My research explores the tension between ‘elite’ and ‘popular’ musical styles in eight significant guitar works by Nigel Westlake; namely AntarcticaSongs from the ForestThe Hinchinbrook RiffsSix FishShadow DancesShards of JaisalmerJovian Moons, and Mosstrooper Peak. Through detailed analysis and recorded musical performances, consideration is given to the extent that these works bridge the aesthetic divide identified by Adorno, Jameson, Huyssen, and others; exploring their potential conformity to notions of postmodernity in music. The argument is advanced that Westlake has created a musical language that simultaneously combines sophistication and mainstream appeal. Illumination is made of many significant details of Westlake’s guitar music—including rock guitar techniques, harmonic formulations from popular music, and the extensive use of the more esoteric idiom of octatonicism—which provide a foundation for future analysis, evaluation, and performance of Westlake’s music.

In addition to writing a weighty dissertation on all of Westlake's guitar works, I gave a live recital in 2014, and audio recorded the same works with Perth Recording over the course of 2015-2016.

The dissertation is available for download from ECU: http://ro.ecu.edu.au/theses/2000.

Due to copyright and licensing I cannot publish the full audio recordings online, however, some videos from my live recital and several short excerpts from my studio recordings are available on my media page.

Melissa Fitzgerald
Sound from the Ground

In 2015, the National Trust (WA) approached my husband, Dr Jonathan Fitzgerald, and asked him to create two concerts which would form part of the National Trust's 2016 Heritage Festival. His goal was to curate a program which provides a musical narrative about the collection of graves at this historic cemetery site.

For years, I have been driving past the East Perth Cemeteries. I had never known of the incredible history held within the grounds, or how strangely peaceful and quiet the cemetery is considering its proximity to the CBD. As part of Jonathan's research process, we were able to spend time wandering the cemeteries. I discovered names of important Western Australians who have shaped our state. As a Perth girl, it was fascinating to learn more about our history.

Using the information gathered, Jonathan created a varied concert program which both told the stories of the early Swan River colonists, and reflected musical tastes of the time. In addition, Perth (now Brisbane-based) composer and classical guitarist, Duncan Gardiner, was commissioned by the National Trust to compose a suite for guitar quartet (Stone, Shell, Bone and Feather), which was his response to the collection of graves and physical elements he discovered while spending time at the cemeteries.

The end result was two sold-out concerts in April 2016, held on site in the cemetery's old mortuary chapel. Most of the program featured the Perth Guitar Quartet, and we were lucky to also have Jenna Robertson (soprano) join us for several pieces.

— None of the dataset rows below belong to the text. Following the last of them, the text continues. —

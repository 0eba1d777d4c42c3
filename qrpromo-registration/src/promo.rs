//! Promotion title display.

use std::fmt;

const PRICE_SEPARATOR: &str = " por ";

/// A promotion title split into headline and highlighted price.
///
/// `"Promoção Pizza por R$ 0,25"` becomes headline `"Promoção Pizza"` and
/// price `"R$ 0,25"`. Only the first `" por "` splits.
#[derive(Debug, Clone, PartialEq, Eq)]
pub struct PromoTitle {
    pub headline: String,
    pub price: Option<String>,
}

impl PromoTitle {
    /// Splits a title on its first `" por "`.
    #[must_use]
    pub fn parse(title: &str) -> Self {
        match title.split_once(PRICE_SEPARATOR) {
            Some((headline, price)) => Self {
                headline: headline.to_string(),
                price: Some(price.trim().to_string()).filter(|p| !p.is_empty()),
            },
            None => Self {
                headline: title.to_string(),
                price: None,
            },
        }
    }
}

impl fmt::Display for PromoTitle {
    fn fmt(&self, f: &mut fmt::Formatter<'_>) -> fmt::Result {
        match &self.price {
            Some(price) => write!(f, "{}{PRICE_SEPARATOR}{price}", self.headline),
            None => f.write_str(&self.headline),
        }
    }
}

This year, the National Trust (WA) won the 2017 Museums & Galleries National Award for Interpretation, Learning & Audience Engagement Level 2. The judging panel described it as:

"A complex and multi-layered project which unearths much early WA colonial history through the gravesites. The innovation displayed by the musicians in undertaking research, composing music, threading old musical scores and then producing a quality performance night shows a commitment to excellence and innovation in this new National Trust environment. The filming, tv exposure, blogging and very professional program ensures the project is well documented and hopefully the music will be used again in some other context. An impressive and original public program to enhance and promote the stories associated with an unusual collection."

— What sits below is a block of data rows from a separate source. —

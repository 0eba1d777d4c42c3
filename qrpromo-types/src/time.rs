//! Lenient timestamp (de)serialization.
//!
//! The backend emits Python `isoformat()` strings. Depending on how a value
//! was stored it may or may not carry a UTC offset, e.g.
//! `2025-03-01T14:05:09.123456` or `2025-03-01T14:05:09-04:00`.

use chrono::{DateTime, NaiveDateTime, Utc};
use serde::{Deserialize, Deserializer, Serializer};

const NAIVE_FORMAT: &str = "%Y-%m-%dT%H:%M:%S%.f";

fn parse_naive(value: &str) -> Option<NaiveDateTime> {
    NaiveDateTime::parse_from_str(value, NAIVE_FORMAT)
        .ok()
        .or_else(|| DateTime::parse_from_rfc3339(value).ok().map(|dt| dt.naive_local()))
}

fn parse_utc(value: &str) -> Option<DateTime<Utc>> {
    DateTime::parse_from_rfc3339(value)
        .ok()
        .map(|dt| dt.with_timezone(&Utc))
        .or_else(|| {
            NaiveDateTime::parse_from_str(value, NAIVE_FORMAT)
                .ok()
                .map(|naive| naive.and_utc())
        })
}

/// Wall-clock timestamps; an offset, if present, is dropped.
pub(crate) mod naive {
    use super::*;

    pub fn serialize<S: Serializer>(value: &NaiveDateTime, s: S) -> Result<S::Ok, S::Error> {
        s.collect_str(&value.format(NAIVE_FORMAT))
    }

    pub fn deserialize<'de, D: Deserializer<'de>>(d: D) -> Result<NaiveDateTime, D::Error> {
        let raw = String::deserialize(d)?;
        parse_naive(&raw)
            .ok_or_else(|| serde::de::Error::custom(format!("invalid timestamp: {raw}")))
    }
}

pub(crate) mod naive_option {
    use super::*;

    pub fn serialize<S: Serializer>(
        value: &Option<NaiveDateTime>,
        s: S,
    ) -> Result<S::Ok, S::Error> {
        match value {
            Some(v) => super::naive::serialize(v, s),
            None => s.serialize_none(),
        }
    }

    pub fn deserialize<'de, D: Deserializer<'de>>(
        d: D,
    ) -> Result<Option<NaiveDateTime>, D::Error> {
        match Option::<String>::deserialize(d)? {
            None => Ok(None),
            Some(raw) => parse_naive(&raw)
                .map(Some)
                .ok_or_else(|| serde::de::Error::custom(format!("invalid timestamp: {raw}"))),
        }
    }
}

/// Absolute instants; a value without offset is taken as UTC.
pub(crate) mod utc_option {
    use super::*;

    pub fn serialize<S: Serializer>(
        value: &Option<DateTime<Utc>>,
        s: S,
    ) -> Result<S::Ok, S::Error> {
        match value {
            Some(v) => s.collect_str(&v.to_rfc3339()),
            None => s.serialize_none(),
        }
    }

    pub fn deserialize<'de, D: Deserializer<'de>>(
        d: D,
    ) -> Result<Option<DateTime<Utc>>, D::Error> {
        match Option::<String>::deserialize(d)? {
            None => Ok(None),
            Some(raw) => parse_utc(&raw)
                .map(Some)
                .ok_or_else(|| serde::de::Error::custom(format!("invalid timestamp: {raw}"))),
        }
    }
}
//! CPF (Cadastro de Pessoa Física) validation.
//!
//! A CPF is eleven digits: a nine-digit base followed by two check digits.
//! Each check digit is a weighted sum of the digits before it, reduced
//! mod 11. The ten repeated-digit sequences (`00000000000` through
//! `99999999999`) pass the checksum but are placeholders, so they are
//! always rejected.
//!
//! [`is_valid_cpf`] answers yes/no for a bare digit string. [`Cpf`] is the
//! validated value type and reports *why* an input was rejected.

mod error;
mod validate;

pub use error::{CpfError, CpfResult};
pub use validate::{check_digits, is_valid_cpf, Cpf, CPF_DIGITS};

Sound from the Ground was, without a doubt, one of the most amazing projects that I've been a part of. It was an experience that I'll never forget!

The official program can be viewed here, and more information can be found on the National Trust's website.

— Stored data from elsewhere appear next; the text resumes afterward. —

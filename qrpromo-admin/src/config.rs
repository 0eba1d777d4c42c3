//! Campaign configuration form.
//!
//! The deadline field is an HTML `datetime-local` value, i.e. wall-clock
//! time without offset. It is interpreted in the campaign's UTC offset and
//! sent to the backend as an absolute instant.

use crate::error::{AdminError, AdminResult};
use chrono::{DateTime, FixedOffset, NaiveDateTime, TimeZone, Utc};
use qrpromo_types::{CampaignConfig, CampaignConfigUpdate, CampaignId};
use tracing::debug;

/// Base path of the campaign configuration resource.
pub const CONFIG_PATH: &str = "/configuracao/";

const INPUT_FORMAT: &str = "%Y-%m-%dT%H:%M";
const INPUT_FORMAT_SECONDS: &str = "%Y-%m-%dT%H:%M:%S";

/// Path for reading or updating one configuration record.
#[must_use]
pub fn config_path(id: CampaignId) -> String {
    format!("{CONFIG_PATH}{id}")
}

/// Formats a stored deadline as a `datetime-local` input value.
#[must_use]
pub fn deadline_input_value(config: &CampaignConfig, offset: FixedOffset) -> Option<String> {
    config
        .deadline
        .map(|deadline| deadline.with_timezone(&offset).format(INPUT_FORMAT).to_string())
}

/// The configuration form as the admin filled it in.
#[derive(Debug, Clone, Default, PartialEq, Eq)]
pub struct CampaignConfigForm {
    pub promo_title: String,
    pub customer_limit: String,
    /// `YYYY-MM-DDTHH:MM`, or empty for no deadline.
    pub deadline: String,
}

impl CampaignConfigForm {
    /// Pre-fills the form from the stored configuration.
    #[must_use]
    pub fn from_config(config: &CampaignConfig, offset: FixedOffset) -> Self {
        Self {
            promo_title: config.promo_title.clone(),
            customer_limit: config.customer_limit.to_string(),
            deadline: deadline_input_value(config, offset).unwrap_or_default(),
        }
    }

    /// Validates the form and builds the `PUT` body.
    ///
    /// Checks run in order: title, deadline not in the past, then the
    /// customer limit.
    ///
    /// # Errors
    ///
    /// Returns the first failing check.
    pub fn validate(
        &self,
        now: DateTime<Utc>,
        offset: FixedOffset,
    ) -> AdminResult<CampaignConfigUpdate> {
        let promo_title = self.promo_title.trim();
        if promo_title.is_empty() {
            return Err(AdminError::MissingTitle);
        }

        let deadline = self.parse_deadline(offset)?;
        if let Some(deadline) = deadline {
            if deadline < now {
                debug!(%deadline, %now, "config refused: deadline in the past");
                return Err(AdminError::DeadlineInPast);
            }
        }

        let customer_limit = self
            .customer_limit
            .trim()
            .parse::<u32>()
            .ok()
            .filter(|&limit| limit >= 1)
            .ok_or_else(|| AdminError::InvalidCustomerLimit(self.customer_limit.clone()))?;

        Ok(CampaignConfigUpdate {
            promo_title: promo_title.to_string(),
            customer_limit,
            deadline,
        })
    }

    fn parse_deadline(&self, offset: FixedOffset) -> AdminResult<Option<DateTime<Utc>>> {
        let raw = self.deadline.trim();
        if raw.is_empty() {
            return Ok(None);
        }
        let invalid = || AdminError::InvalidDeadline(self.deadline.clone());
        let naive = NaiveDateTime::parse_from_str(raw, INPUT_FORMAT)
            .or_else(|_| NaiveDateTime::parse_from_str(raw, INPUT_FORMAT_SECONDS))
            .map_err(|_| invalid())?;
        let local = offset.from_local_datetime(&naive).single().ok_or_else(invalid)?;
        Ok(Some(local.with_timezone(&Utc)))
    }
}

The opening night's concert is on YouTube.

Other award winners in the 2017 Museums & Galleries National Awards can be seen here.

 

Melissa Fitzgerald
Minimalism and the Guitar

In 2011 I completed my Honours year at WAAPA. My research topic was centred around identifying popular minimalist-inspired works for classical guitar, and exploring various elements used in the works' construction.

My dissertation provides a selection of what I deemed to be significant minimalist works for guitar, with broad analyses on minimalist techniques that can be found in them. Composers of interest to this study included (but are not limited to) Leo Brouwer, Terry Riley, Nigel Westlake, and Phillip Houghton.